YOUR ASSIGNMENT: Keep only the lines that hold the string "Description", filtering out the rest of the entries below.

GIVEN DATA:
-*-

//! Request handlers.

use axum::body::Bytes;
use axum::extract::{Multipart, Path, State};
use axum::http::{header, StatusCode};
use axum::response::{Html, IntoResponse, Response};
use axum_extra::extract::cookie::SignedCookieJar;
use tracing::{debug, error, info, warn};

use crate::entry::{PlantEntry, PlantEntryDraft};
use crate::error::{Error, Result};
use crate::series::build_series;
use crate::uploads::StoredFileRef;

use super::notice::{self, Notice};
use super::{render, AppState};

/// Notice shown after a successful submission.
const ADDED_MESSAGE: &str = "Plant entry added successfully!";

/// An [`Error`] on its way out as an HTTP response.
#[derive(Debug)]
pub struct AppError(pub Error);

impl From<Error> for AppError {
    fn from(err: Error) -> Self {
        Self(err)
    }
}

impl IntoResponse for AppError {
    fn into_response(self) -> Response {
        if self.0.is_not_found() {
            debug!("{}", self.0);
            return (StatusCode::NOT_FOUND, "Not Found").into_response();
        }
        if self.0.is_validation() {
            return (StatusCode::BAD_REQUEST, self.0.to_string()).into_response();
        }
        error!("Request failed: {}", self.0);
        (StatusCode::INTERNAL_SERVER_ERROR, "Internal Server Error").into_response()
    }
}

/// `GET /`
pub async fn index(
    State(state): State<AppState>,
    jar: SignedCookieJar,
) -> std::result::Result<(SignedCookieJar, Html<String>), AppError> {
    let (jar, pending) = notice::take(jar);
    let entries = state.with_storage(|s| s.list_all_ordered_by_date()).await?;
    let series = build_series(&entries);
    let page = render::index_page(&entries, &series, pending.as_ref())?;
    Ok((jar, Html(page)))
}

/// `POST /add`
///
/// Always redirects back to the index; the outcome travels as a notice.
/// Only storage failures surface as an error response.
pub async fn add_entry(
    State(state): State<AppState>,
    jar: SignedCookieJar,
    multipart: Multipart,
) -> std::result::Result<Response, AppError> {
    let jar = match submit(&state, multipart).await {
        Ok(entry) => {
            debug!("Entry {} recorded for '{}'", entry.id, entry.name);
            notice::push(jar, &Notice::success(ADDED_MESSAGE))
        }
        Err(e) if e.is_validation() => {
            info!("Rejected submission: {}", e);
            notice::push(jar, &Notice::error(e.to_string()))
        }
        Err(e) => return Err(e.into()),
    };
    Ok((StatusCode::FOUND, jar, [(header::LOCATION, "/")]).into_response())
}

/// `GET /uploads/:name`
pub async fn serve_upload(
    State(state): State<AppState>,
    Path(name): Path<String>,
) -> std::result::Result<Response, AppError> {
    let path = state.uploads().resolve(&name)?;
    let bytes = tokio::fs::read(&path).await.map_err(|e| {
        if e.kind() == std::io::ErrorKind::NotFound {
            Error::not_found(format!("upload '{name}'"))
        } else {
            Error::Io(e)
        }
    })?;
    let mime = mime_guess::from_path(&path).first_or_octet_stream();

    Ok((
        [
            (header::CONTENT_TYPE, mime.essence_str().to_string()),
            (header::X_CONTENT_TYPE_OPTIONS, "nosniff".to_string()),
        ],
        bytes,
    )
        .into_response())
}

#[derive(Debug)]
struct UploadedPhoto {
    file_name: String,
    content: Bytes,
}

#[derive(Debug, Default)]
struct SubmittedForm {
    name: Option<String>,
    date: Option<String>,
    height: Option<String>,
    notes: Option<String>,
    photo: Option<UploadedPhoto>,
}
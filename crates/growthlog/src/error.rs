//! Error types for growthlog.
//!
//! This module defines all error types used throughout the growthlog crate.
//! Errors fall into three groups that the web layer treats differently:
//! validation failures (shown to the user as a notice), missing resources
//! (404), and storage failures (500).

use std::path::PathBuf;
use thiserror::Error;

/// The main error type for growthlog operations.
#[derive(Error, Debug)]
pub enum Error {
    // === Validation Errors ===
    /// A submitted field was missing or malformed.
    #[error("invalid {field}: {message}")]
    Validation {
        /// Name of the offending form field.
        field: &'static str,
        /// Description of what is wrong with it.
        message: String,
    },

    // === Lookup Errors ===
    /// A requested resource does not exist.
    #[error("not found: {what}")]
    NotFound {
        /// Description of the missing resource.
        what: String,
    },

    // === Storage Errors ===
    /// Failed to open or create the database.
    #[error("failed to open database at {path}: {source}")]
    DatabaseOpen {
        /// Path to the database file.
        path: PathBuf,
        /// The underlying error.
        #[source]
        source: rusqlite::Error,
    },

    /// A database query failed.
    #[error("database query failed: {0}")]
    DatabaseQuery(#[from] rusqlite::Error),

    /// Failed to run database migrations.
    #[error("database migration failed: {message}")]
    DatabaseMigration {
        /// Description of what went wrong.
        message: String,
    },

    /// A stored row could not be decoded.
    #[error("corrupt row {id}: {message}")]
    CorruptRow {
        /// Id of the offending row.
        id: i64,
        /// Description of what is wrong with it.
        message: String,
    },

    /// Failed to write an uploaded file.
    #[error("failed to write {path}: {source}")]
    FileWrite {
        /// Destination path.
        path: PathBuf,
        /// The underlying error.
        #[source]
        source: std::io::Error,
    },

    // === Configuration Errors ===
    /// Failed to load configuration.
    #[error("failed to load configuration: {0}")]
    ConfigLoad(Box<figment::Error>),

    /// Configuration validation failed.
    #[error("invalid configuration: {message}")]
    ConfigValidation {
        /// Description of the validation failure.
        message: String,
    },

    // === I/O Errors ===
    /// File system operation failed.
    #[error("I/O error: {0}")]
    Io(#[from] std::io::Error),

    /// Failed to create a required directory.
    #[error("failed to create directory {path}: {source}")]
    DirectoryCreate {
        /// Path that couldn't be created.
        path: PathBuf,
        /// The underlying error.
        #[source]
        source: std::io::Error,
    },

    // === Serialization Errors ===
    /// JSON serialization/deserialization failed.
    #[error("JSON error: {0}")]
    Json(#[from] serde_json::Error),

    // === Generic Errors ===
    /// An internal error occurred (bug).
    #[error("internal error: {0}")]
    Internal(String),
}

/// A specialized Result type for growthlog operations.
pub type Result<T> = std::result::Result<T, Error>;

impl From<figment::Error> for Error {
    fn from(err: figment::Error) -> Self {
        Self::ConfigLoad(Box::new(err))
    }
}

impl Error {
    /// Create a new validation error for the given form field.
    #[must_use]
    pub fn validation(field: &'static str, message: impl Into<String>) -> Self {
        Self::Validation {
            field,
            message: message.into(),
        }
    }

    /// Create a new not-found error.
    #[must_use]
    pub fn not_found(what: impl Into<String>) -> Self {
        Self::NotFound { what: what.into() }
    }

    /// Create a new internal error.
    #[must_use]
    pub fn internal(message: impl Into<String>) -> Self {
        Self::Internal(message.into())
    }

    /// Check if this error was caused by bad user input.
    #[must_use]
    pub fn is_validation(&self) -> bool {
        matches!(self, Self::Validation { .. })
    }

    /// Check if this error indicates a missing resource.
    #[must_use]
    pub fn is_not_found(&self) -> bool {
        matches!(self, Self::NotFound { .. })
    }

    /// Check if this error comes from the database or the file system.
    #[must_use]
    pub fn is_storage(&self) -> bool {
        matches!(
            self,
            Self::DatabaseOpen { .. }
                | Self::DatabaseQuery(_)
                | Self::DatabaseMigration { .. }
                | Self::CorruptRow { .. }
                | Self::FileWrite { .. }
                | Self::DirectoryCreate { .. }
                | Self::Io(_)
        )
    }
}
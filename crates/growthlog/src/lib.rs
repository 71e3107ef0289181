//! `growthlog` - Track plant growth from a small web form
//!
//! This library provides the record store, the growth series builder, photo
//! upload storage and the axum application serving the entry form and chart.

#![warn(missing_docs)]
#![warn(missing_debug_implementations)]
#![deny(unsafe_code)]

pub mod cli;
pub mod config;
pub mod entry;
pub mod error;
pub mod logging;
pub mod series;
pub mod storage;
pub mod uploads;
pub mod web;

pub use config::Config;
pub use entry::{PlantEntry, PlantEntryDraft};
pub use error::{Error, Result};
pub use logging::init_logging;
pub use series::{build_series, Series};
pub use storage::{Storage, StorageStats};
pub use uploads::{StoredFileRef, UploadStore};
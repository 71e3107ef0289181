//! Growth series for the chart.
//!
//! Turns stored entries into date-sorted `(date, height)` points and
//! serializes them as the trace payload the index page hands to Plotly.

use chrono::NaiveDate;
use serde::Serialize;
use serde_json::{json, Value};

use crate::entry::{PlantEntry, DATE_FORMAT};

/// One point on the growth chart.
#[derive(Debug, Clone, Copy, PartialEq, Serialize)]
pub struct SeriesPoint {
    /// Observation date.
    pub date: NaiveDate,
    /// Height in centimetres.
    pub height: f64,
}

/// Chronologically ordered growth points.
#[derive(Debug, Clone, Default, PartialEq, Serialize)]
pub struct Series {
    points: Vec<SeriesPoint>,
}

/// Build the growth series for a set of entries.
///
/// The input order does not matter: points are sorted by calendar date, and
/// entries sharing a date keep their relative input order.
#[must_use]
pub fn build_series(entries: &[PlantEntry]) -> Series {
    let mut points: Vec<SeriesPoint> = entries
        .iter()
        .map(|e| SeriesPoint {
            date: e.date,
            height: e.height,
        })
        .collect();
    points.sort_by_key(|p| p.date);
    Series { points }
}

impl Series {
    /// The points, oldest first.
    #[must_use]
    pub fn points(&self) -> &[SeriesPoint] {
        &self.points
    }

    /// Number of points.
    #[must_use]
    pub fn len(&self) -> usize {
        self.points.len()
    }

    /// Whether there is nothing to chart.
    #[must_use]
    pub fn is_empty(&self) -> bool {
        self.points.is_empty()
    }

    /// Plotly trace array for this series.
    ///
    /// An empty series produces an empty array so the page renders an empty
    /// chart instead of a trace with no points.
    #[must_use]
    pub fn chart_traces(&self) -> Value {
        if self.is_empty() {
            return json!([]);
        }

        let x: Vec<String> = self
            .points
            .iter()
            .map(|p| p.date.format(DATE_FORMAT).to_string())
            .collect();
        let y: Vec<f64> = self.points.iter().map(|p| p.height).collect();

        json!([{
            "type": "scatter",
            "mode": "lines+markers",
            "name": "Height",
            "x": x,
            "y": y,
        }])
    }
}
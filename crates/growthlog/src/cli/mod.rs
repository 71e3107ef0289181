//! Command-line interface for growthlog.
//!
//! This module provides the CLI structure for the `growthlog` binary.

mod commands;

use std::path::PathBuf;

use clap::{Parser, Subcommand};

pub use commands::{ConfigCommand, ListCommand, ServeCommand, StatsCommand};

/// growthlog - Track how your plants grow
///
/// Serves a small web form for recording plant heights, notes and photos,
/// and charts each plant's growth over time.
#[derive(Debug, Parser)]
#[command(name = "growthlog")]
#[command(author, version, about, long_about = None)]
#[command(propagate_version = true)]
pub struct Cli {
    /// Path to custom configuration file
    #[arg(short, long, global = true, value_name = "FILE")]
    pub config: Option<PathBuf>,

    /// Increase verbosity (-v for debug, -vv for trace)
    #[arg(short, long, action = clap::ArgAction::Count, global = true)]
    pub verbose: u8,

    /// Suppress all output except errors
    #[arg(short, long, global = true)]
    pub quiet: bool,

    /// The command to execute
    #[command(subcommand)]
    pub command: Command,
}

/// Available commands.
#[derive(Debug, Subcommand)]
pub enum Command {
    /// Run the web server
    Serve(ServeCommand),

    /// List recorded entries in date order
    List(ListCommand),

    /// Show storage statistics
    Stats(StatsCommand),

    /// View or validate configuration
    #[command(subcommand)]
    Config(ConfigCommand),
}

impl Cli {
    /// Get the verbosity level based on flags.
    #[must_use]
    pub fn verbosity(&self) -> crate::logging::Verbosity {
        if self.quiet {
            crate::logging::Verbosity::Quiet
        } else {
            match self.verbose {
                0 => crate::logging::Verbosity::Normal,
                1 => crate::logging::Verbosity::Verbose,
                _ => crate::logging::Verbosity::Trace,
            }
        }
    }
}
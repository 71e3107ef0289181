//! CLI command definitions.
//!
//! This module defines the structure of all CLI subcommands.

use std::net::IpAddr;
use std::path::PathBuf;

use clap::{Args, Subcommand};

/// Serve command arguments.
#[derive(Debug, Args)]
pub struct ServeCommand {
    /// Address to bind (overrides `server.bind_address`)
    #[arg(short, long, value_name = "ADDR")]
    pub bind: Option<IpAddr>,

    /// Port to listen on (overrides `server.port`)
    #[arg(short, long)]
    pub port: Option<u16>,
}

/// List command arguments.
#[derive(Debug, Args)]
pub struct ListCommand {
    /// Output as JSON
    #[arg(short, long)]
    pub json: bool,
}

/// Stats command arguments.
#[derive(Debug, Args)]
pub struct StatsCommand {
    /// Output as JSON
    #[arg(short, long)]
    pub json: bool,
}

/// Configuration commands.
#[derive(Debug, Subcommand)]
pub enum ConfigCommand {
    /// Show current configuration
    Show {
        /// Output as JSON
        #[arg(short, long)]
        json: bool,
    },

    /// Show the configuration file path
    Path,

    /// Validate configuration
    Validate {
        /// Path to configuration file to validate
        file: Option<PathBuf>,
    },
}
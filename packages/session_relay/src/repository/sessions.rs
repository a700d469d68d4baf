use anyhow::{Context, Result, anyhow};
use sqlx::Row;
use sqlx::sqlite::{SqliteConnection, SqliteRow};

use super::RelayRepository;
use crate::models::Session;
use crate::status::SessionStatus;

const SESSION_COLUMNS: &str = "id, org_id, team_id, type, status, tokens_used, updated_at";

fn session_from_row(r: &SqliteRow) -> Result<Session> {
    let status: String = r.get("status");
    Ok(Session {
        id: r.get("id"),
        org_id: r.get("org_id"),
        team_id: r.get("team_id"),
        kind: r.get("type"),
        status: status.parse().map_err(|e: String| anyhow!(e))?,
        tokens_used: r.get("tokens_used"),
        updated_at: r.get("updated_at"),
    })
}

impl RelayRepository {
    pub async fn create_session(&self, session: &Session) -> Result<()> {
        sqlx::query(
            "INSERT INTO sessions (id, org_id, team_id, type, status, tokens_used, updated_at)
             VALUES (?, ?, ?, ?, ?, ?, ?)",
        )
        .bind(&session.id)
        .bind(&session.org_id)
        .bind(&session.team_id)
        .bind(&session.kind)
        .bind(session.status.to_string())
        .bind(session.tokens_used)
        .bind(session.updated_at)
        .execute(&self.pool)
        .await
        .context("Failed to insert session")?;
        Ok(())
    }

    /// Look up a session by id regardless of team. Backend-only path.
    pub async fn get_session_unscoped(&self, id: &str) -> Result<Option<Session>> {
        let sql = format!("SELECT {SESSION_COLUMNS} FROM sessions WHERE id = ?");
        let row = sqlx::query(&sql)
            .bind(id)
            .fetch_optional(&self.pool)
            .await?;
        row.as_ref().map(session_from_row).transpose()
    }

    /// Look up a session by id, only if it belongs to `team_id`.
    pub async fn get_session_for_team(&self, team_id: &str, id: &str) -> Result<Option<Session>> {
        let sql = format!("SELECT {SESSION_COLUMNS} FROM sessions WHERE id = ? AND team_id = ?");
        let row = sqlx::query(&sql)
            .bind(id)
            .bind(team_id)
            .fetch_optional(&self.pool)
            .await?;
        row.as_ref().map(session_from_row).transpose()
    }

    /// Returns whether a row was updated.
    pub async fn set_session_status_unscoped(&self, id: &str, status: SessionStatus) -> Result<bool> {
        let result = sqlx::query("UPDATE sessions SET status = ? WHERE id = ?")
            .bind(status.to_string())
            .bind(id)
            .execute(&self.pool)
            .await
            .context("Failed to update session status")?;
        Ok(result.rows_affected() > 0)
    }

    /// Returns whether a row was updated; sessions of other teams are untouched.
    pub async fn set_session_status_for_team(
        &self,
        team_id: &str,
        id: &str,
        status: SessionStatus,
    ) -> Result<bool> {
        let result = sqlx::query("UPDATE sessions SET status = ? WHERE id = ? AND team_id = ?")
            .bind(status.to_string())
            .bind(id)
            .bind(team_id)
            .execute(&self.pool)
            .await
            .context("Failed to update session status")?;
        Ok(result.rows_affected() > 0)
    }

    /// Record activity on a session.
    pub async fn touch_session(&self, id: &str) -> Result<()> {
        sqlx::query("UPDATE sessions SET updated_at = ? WHERE id = ?")
            .bind(chrono::Utc::now().timestamp())
            .bind(id)
            .execute(&self.pool)
            .await
            .context("Failed to touch session")?;
        Ok(())
    }
}

/// Add `delta` to the session's token counter on `conn` and return the new total.
///
/// Callers run this inside the same transaction as the message update it
/// accounts for. Negative deltas are clamped to zero so the counter never
/// decreases.
pub(super) async fn add_session_tokens(
    conn: &mut SqliteConnection,
    id: &str,
    delta: i64,
) -> Result<Option<i64>> {
    let total: Option<i64> = sqlx::query_scalar(
        "UPDATE sessions SET tokens_used = tokens_used + ? WHERE id = ? RETURNING tokens_used",
    )
    .bind(delta.max(0))
    .bind(id)
    .fetch_optional(conn)
    .await
    .context("Failed to increment session tokens")?;
    Ok(total)
}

-*-

ANSWER TO THE EXERCISE:
        /// Description of what is wrong with it.
        /// Description of the missing resource.
        /// Description of what went wrong.
        /// Description of what is wrong with it.
        /// Description of the validation failure.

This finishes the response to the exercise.